• Lise Davidsen
    Extraits d’opéras de Wagner et de Strauss. Lieder avec orchestre de Strauss. Philharmonia Orchestra, Esa-Pekka Salonen (direction).

Pochette de l’album de Lise Davidsen. / Decca/Universal Music.

Au dernier Festival d’Aix-en-Provence, alors que Katie Mitchell faisait accoucher l’héroïne d’Ariane à Naxos comme une simple mortelle, le public assistait à une autre parturition, la naissance d’une voix dont le mirage sonore rappelait la grande Kirsten Flagstad. A 32 ans, Lise Davidsen a reçu en partage non seulement les mêmes origines de la mythique soprano norvégienne, mais aussi de similaires moyens vocaux infinis.

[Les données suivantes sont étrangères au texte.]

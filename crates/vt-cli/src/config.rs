//! Configuration loading and management.

use std::path::{Path, PathBuf};

use figment::Figment;
use figment::providers::{Env, Format, Serialized, Toml};
use serde::{Deserialize, Serialize};
use vt_core::CategoryLists;

/// Application configuration.
#[derive(Debug, Clone, Serialize, Deserialize)]
pub struct Config {
    /// Path to the session database file.
    pub database_path: PathBuf,

    /// Silence longer than this is accounted as idle time during replay.
    pub idle_threshold_secs: u64,

    /// How often live visits are flushed to the store.
    pub sync_interval_secs: u64,

    /// Sessions older than this many days are dropped by `vt cleanup`.
    pub retention_days: u32,

    /// Domain membership lists for work/social classification.
    pub categories: CategoryLists,
}

impl Default for Config {
    fn default() -> Self {
        let data_dir = dirs_data_path().unwrap_or_else(|| PathBuf::from("."));
        Self {
            database_path: data_dir.join("visits.db"),
            idle_threshold_secs: 60,
            sync_interval_secs: 30,
            retention_days: 90,
            categories: CategoryLists::default(),
        }
    }
}

impl Config {
    /// Loads configuration, optionally from a specific file.
    ///
    /// Layering, lowest precedence first: built-in defaults, `config.toml`
    /// in the platform config dir, the explicit `--config` file, then
    /// `VT_*` environment variables.
    #[expect(
        clippy::result_large_err,
        reason = "figment::Error is large but only returned at startup"
    )]
    pub fn load_from(config_path: Option<&Path>) -> Result<Self, figment::Error> {
        let mut figment = Figment::from(Serialized::defaults(Self::default()));

        if let Some(config_dir) = dirs_config_path() {
            figment = figment.merge(Toml::file(config_dir.join("config.toml")));
        }

        if let Some(path) = config_path {
            figment = figment.merge(Toml::file(path));
        }

        figment = figment.merge(Env::prefixed("VT_"));

        figment.extract()
    }
}

/// Returns the platform-specific config directory for vt.
fn dirs_config_path() -> Option<PathBuf> {
    dirs::config_dir().map(|p| p.join("vt"))
}

/// Returns the platform-specific data directory for vt.
///
/// On Linux: `~/.local/share/vt`
pub fn dirs_data_path() -> Option<PathBuf> {
    dirs::data_dir().map(|p| p.join("vt"))
}
//! Per-tab and per-day aggregates with derived statistics.

use std::collections::HashSet;

use chrono::{DateTime, NaiveDate, Utc};
use serde::{Deserialize, Serialize};

use crate::category::Category;
use crate::types::{TabId, WindowId};
use crate::visit::Visit;

/// Prefix for persisted session keys.
pub const SESSION_KEY_PREFIX: &str = "session_";

/// Storage key of the form `session_<ISO-date>`.
#[must_use]
pub fn storage_key(date: NaiveDate) -> String {
    format!("{SESSION_KEY_PREFIX}{date}")
}

/// Parses a `session_<ISO-date>` key back into a date.
#[must_use]
pub fn parse_storage_key(key: &str) -> Option<NaiveDate> {
    key.strip_prefix(SESSION_KEY_PREFIX)?.parse().ok()
}

/// All visits recorded for one tab within one calendar day.
#[derive(Debug, Clone, PartialEq, Eq, Serialize, Deserialize)]
pub struct TabSession {
    pub tab_id: TabId,
    pub window_id: WindowId,
    pub opened_at: DateTime<Utc>,
    #[serde(default, skip_serializing_if = "Option::is_none")]
    pub closed_at: Option<DateTime<Utc>>,
    /// Sum of contained visits' active time. Derived; kept in sync by
    /// [`Self::recompute_active_time`].
    #[serde(default)]
    pub active_time_ms: i64,
    /// Insertion order is chronological.
    pub visits: Vec<Visit>,
}

impl TabSession {
    #[must_use]
    pub const fn new(tab_id: TabId, window_id: WindowId, opened_at: DateTime<Utc>) -> Self {
        Self {
            tab_id,
            window_id,
            opened_at,
            closed_at: None,
            active_time_ms: 0,
            visits: Vec::new(),
        }
    }

    /// Recomputes the cumulative active time from the visit list.
    pub fn recompute_active_time(&mut self) {
        self.active_time_ms = self.visits.iter().map(|v| v.active_time_ms).sum();
    }

    /// Stamps `closed_at` and force-finalizes any visit still missing an end.
    pub fn close(&mut self, now: DateTime<Utc>) {
        self.closed_at = Some(now);
        for visit in &mut self.visits {
            if !visit.is_finalized() {
                visit.finalize(now);
            }
        }
        self.recompute_active_time();
    }
}

/// Derived statistics over a day's visits.
///
/// A pure function of the visit lists: always recomputed from scratch, never
/// incrementally patched. The unique counts default to zero so sessions
/// persisted before those fields existed still deserialize; the aggregator
/// backfills them on load.
#[derive(Debug, Clone, Copy, PartialEq, Eq, Serialize, Deserialize, Default)]
pub struct SessionStats {
    pub total_urls: usize,
    #[serde(default)]
    pub unique_urls: usize,
    #[serde(default)]
    pub unique_domains: usize,
    pub work_time_ms: i64,
    pub social_time_ms: i64,
    pub other_time_ms: i64,
    pub total_time_ms: i64,
}

impl SessionStats {
    /// Computes stats from a flattened visit list.
    #[must_use]
    pub fn compute<'a, I>(visits: I) -> Self
    where
        I: IntoIterator<Item = &'a Visit>,
    {
        let mut stats = Self::default();
        let mut urls = HashSet::new();
        let mut domains = HashSet::new();
        for visit in visits {
            stats.total_urls += 1;
            urls.insert(visit.url.as_str());
            domains.insert(visit.domain.as_str());
            match visit.category {
                Category::Work => stats.work_time_ms += visit.active_time_ms,
                Category::Social => stats.social_time_ms += visit.active_time_ms,
                Category::Other => stats.other_time_ms += visit.active_time_ms,
            }
            stats.total_time_ms += visit.active_time_ms;
        }
        stats.unique_urls = urls.len();
        stats.unique_domains = domains.len();
        stats
    }
}

/// All activity for one calendar date (UTC).
#[derive(Debug, Clone, PartialEq, Eq, Serialize, Deserialize)]
pub struct BrowsingSession {
    pub date: NaiveDate,
    #[serde(default, skip_serializing_if = "Option::is_none")]
    pub start_time: Option<DateTime<Utc>>,
    #[serde(default, skip_serializing_if = "Option::is_none")]
    pub end_time: Option<DateTime<Utc>>,
    pub tabs: Vec<TabSession>,
    #[serde(default)]
    pub stats: SessionStats,
}

impl BrowsingSession {
    #[must_use]
    pub fn new(date: NaiveDate) -> Self {
        Self {
            date,
            start_time: None,
            end_time: None,
            tabs: Vec::new(),
            stats: SessionStats::default(),
        }
    }

    /// Storage key of the form `session_<ISO-date>`.
    #[must_use]
    pub fn storage_key(&self) -> String {
        storage_key(self.date)
    }

    #[must_use]
    pub fn tab(&self, tab_id: TabId) -> Option<&TabSession> {
        self.tabs.iter().find(|t| t.tab_id == tab_id)
    }

    pub fn tab_mut(&mut self, tab_id: TabId) -> Option<&mut TabSession> {
        self.tabs.iter_mut().find(|t| t.tab_id == tab_id)
    }

    /// Finds the tab session or appends a fresh one.
    pub fn tab_or_insert(
        &mut self,
        tab_id: TabId,
        window_id: WindowId,
        opened_at: DateTime<Utc>,
    ) -> &mut TabSession {
        let index = self
            .tabs
            .iter()
            .position(|t| t.tab_id == tab_id)
            .unwrap_or_else(|| {
                self.tabs.push(TabSession::new(tab_id, window_id, opened_at));
                self.tabs.len() - 1
            });
        &mut self.tabs[index]
    }

    /// Flattened visit list, chronological by start time.
    #[must_use]
    pub fn all_visits(&self) -> Vec<&Visit> {
        let mut visits: Vec<&Visit> = self.tabs.iter().flat_map(|t| t.visits.iter()).collect();
        visits.sort_by_key(|v| v.start_time);
        visits
    }

    /// Recomputes every derived field from the visit lists: per-tab cumulative
    /// active time, the session boundaries and the statistics.
    pub fn recompute(&mut self) {
        for tab in &mut self.tabs {
            tab.recompute_active_time();
        }
        let visits: Vec<&Visit> = self.tabs.iter().flat_map(|t| t.visits.iter()).collect();
        self.start_time = visits.iter().map(|v| v.start_time).min();
        self.end_time = visits.iter().filter_map(|v| v.end_time).max();
        self.stats = SessionStats::compute(visits.iter().copied());
    }
}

Des aigus en acier trempé, des graves profonds comme des tombeaux, un médium voluptueux, la jeune femme est une tragédienne-née et sera une wagnérienne accomplie. Noblesse et sensibilité, puissance et finesse, il faut écouter l’Elisabeth dans Tannhäuser qu’elle chantera pour la première fois cet été à Bayreuth, et plus encore les Quatre derniers lieder de Strauss, créés par sa devancière, voilés de crêpe noir, veufs, ténébreux, inconsolés. Marie-Aude Roux

1 CD Decca/Universal Music.

  • Régis Campo
    Street-Art

    Sélection d’œuvres de Régis Campo par Sylvia Vadimova (mezzo-soprano) et l’ensemble TM + sous la direction de Laurent Cuniot.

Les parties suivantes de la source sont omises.